Rivals is the third book and second novel from the pen of Dr Saad Shafqat, professor of neurology at the Agha Khan Hospital and Medical School in Karachi. He started writing with pieces about cricket and is the proud author of Javed Miandad’s autobiography (“cutting edge”) as well as a previous medical thriller (“breath of death”). This book is set in the same “Avicenna University Hospital” (a thinly disguised version of the author’s actual place of work) as his first novel, but the main protagonist in this one is not terrorists or terrorist hunters but doctors competing for a prestigious department chairmanship.
The book opens with Dr Tanya Shah at her morning constitutional and the author is clearly familiar with the world of Karachi’s rich and famous. As she puts on her Maria B lawn suit and grabs her Luis Vuitton bucket bag and heads out to work, every detail is lovingly described; Unfortunately, another character is also at his morning constitutional at exactly the same time, shaving his pubes and underarms so that he can be in a state of ritual purity when he meets his 72 virgins. Yes, there is a suicide bombing in chapter 2, but while it will play a bit of a role in the drama that unfolds later, this is not really a book about Islamist terrorists or their victims. It is a book about Dr Tanya Shah and her colleague Dr Hammad Khan, professor of ophthalmology and her rival in the race to become Avicenna’s next chief of surgery. Dr Hammad plots sexual escapades with medical reps and underhand maneuvers to undermine Dr Shah’s candidacy with his hangers on while sipping cocktails at an elite club, while a “white tiger” type ambulance driver and a bomb victim’s poor mother add some working-class spice to the mix. There is also a lot of medical excitement (operating room, trauma surgery, that sort of thing) that is well written and interesting.

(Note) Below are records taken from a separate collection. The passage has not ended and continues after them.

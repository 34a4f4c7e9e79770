use docflow::{
    bson::{Bson, doc},
    memory::InMemoryStore,
    prelude::*,
};

#[tokio::test]
async fn test_committed_work_becomes_visible() {
    let store = DocumentStore::new(InMemoryStore::new());
    let outside = store.clone();

    let inserted = store
        .transact(|tx| async move {
            let ctx = ExecutionContext::system();
            let result = tx.collection("accounts").insert_one(doc! { "_id": 1, "balance": 10 }, &ctx).await?;

            assert_eq!(tx.collection("accounts").count(doc! {}, &ctx).await?, 1);
            assert_eq!(outside.collection("accounts").count(doc! {}, &ctx).await?, 0);

            Ok(result.inserted_id)
        })
        .await
        .unwrap();

    assert_eq!(inserted, Bson::Int32(1));
    assert_eq!(
        store.collection("accounts").count(doc! {}, &ExecutionContext::system()).await.unwrap(),
        1
    );
}

#[tokio::test]
async fn test_failed_work_is_rolled_back() {
    let store = DocumentStore::new(InMemoryStore::new());
    let ctx = ExecutionContext::system();
    let accounts = store.collection("accounts");
    accounts.insert_one(doc! { "_id": 1, "balance": 10 }, &ctx).await.unwrap();

    let err = store
        .transact(|tx| async move {
            let ctx = ExecutionContext::system();
            let accounts = tx.collection("accounts");
            accounts
                .update_one(doc! { "_id": 1 }, doc! { "$inc": { "balance": -10 } }, &ctx)
                .await?;
            accounts.insert_one(doc! { "_id": 1 }, &ctx).await?;

            Ok(())
        })
        .await
        .unwrap_err();

    assert!(matches!(err, DocumentStoreError::DocumentAlreadyExists(_, _)));
    assert_eq!(
        accounts.find_one(doc! { "_id": 1 }, &ctx).await.unwrap(),
        Some(doc! { "_id": 1, "balance": 10 })
    );
}

#[tokio::test]
async fn test_bound_collections_keep_behaviors() {
    let store = DocumentStore::new(InMemoryStore::new());
    let ctx = ExecutionContext::for_user("u1");
    let posts = store
        .collection_builder("posts")
        .behavior(SoftDelete::default())
        .build()
        .await
        .unwrap();
    posts.insert_one(doc! { "_id": 1 }, &ctx).await.unwrap();

    let bound = posts.clone();
    store
        .transact(|tx| async move {
            let posts = bound.bind(&tx);
            let ctx = ExecutionContext::for_user("u1");

            posts.delete_one(doc! { "_id": 1 }, &ctx).await
        })
        .await
        .unwrap();

    assert_eq!(posts.count(doc! {}, &ctx).await.unwrap(), 0);
    assert_eq!(posts.count(doc! { "isDeleted": true }, &ctx).await.unwrap(), 1);
}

The book is generally well written and is a fun and easy read, but the characters are not fully developed and promising detours frequently fade out without getting anywhere genuinely exciting. Still, it is set in Karachi and anyone with any connection to the medical world will find many familiar sights and sounds and depictions to keep him interested. And while there is a suicide bombing and some run ins with poor people, the book cannot be accused of relying on either poverty porn or Jihad-mongering for cheap thrills. Instead, Dr Shafqat stays mostly with the world he knows well and avoids any temptation to crudely take notice of how westernized and “un-Islamic” it is. These doctors are worrying about publications, presentations, trainees, committee meetings, departmental politics and sexual scandals and their stories hold no grand political lessons and attempt to correct no terrible historical crimes. That at least is refreshing. Overall, a fun read, but one is left with the feeling that it could have been better.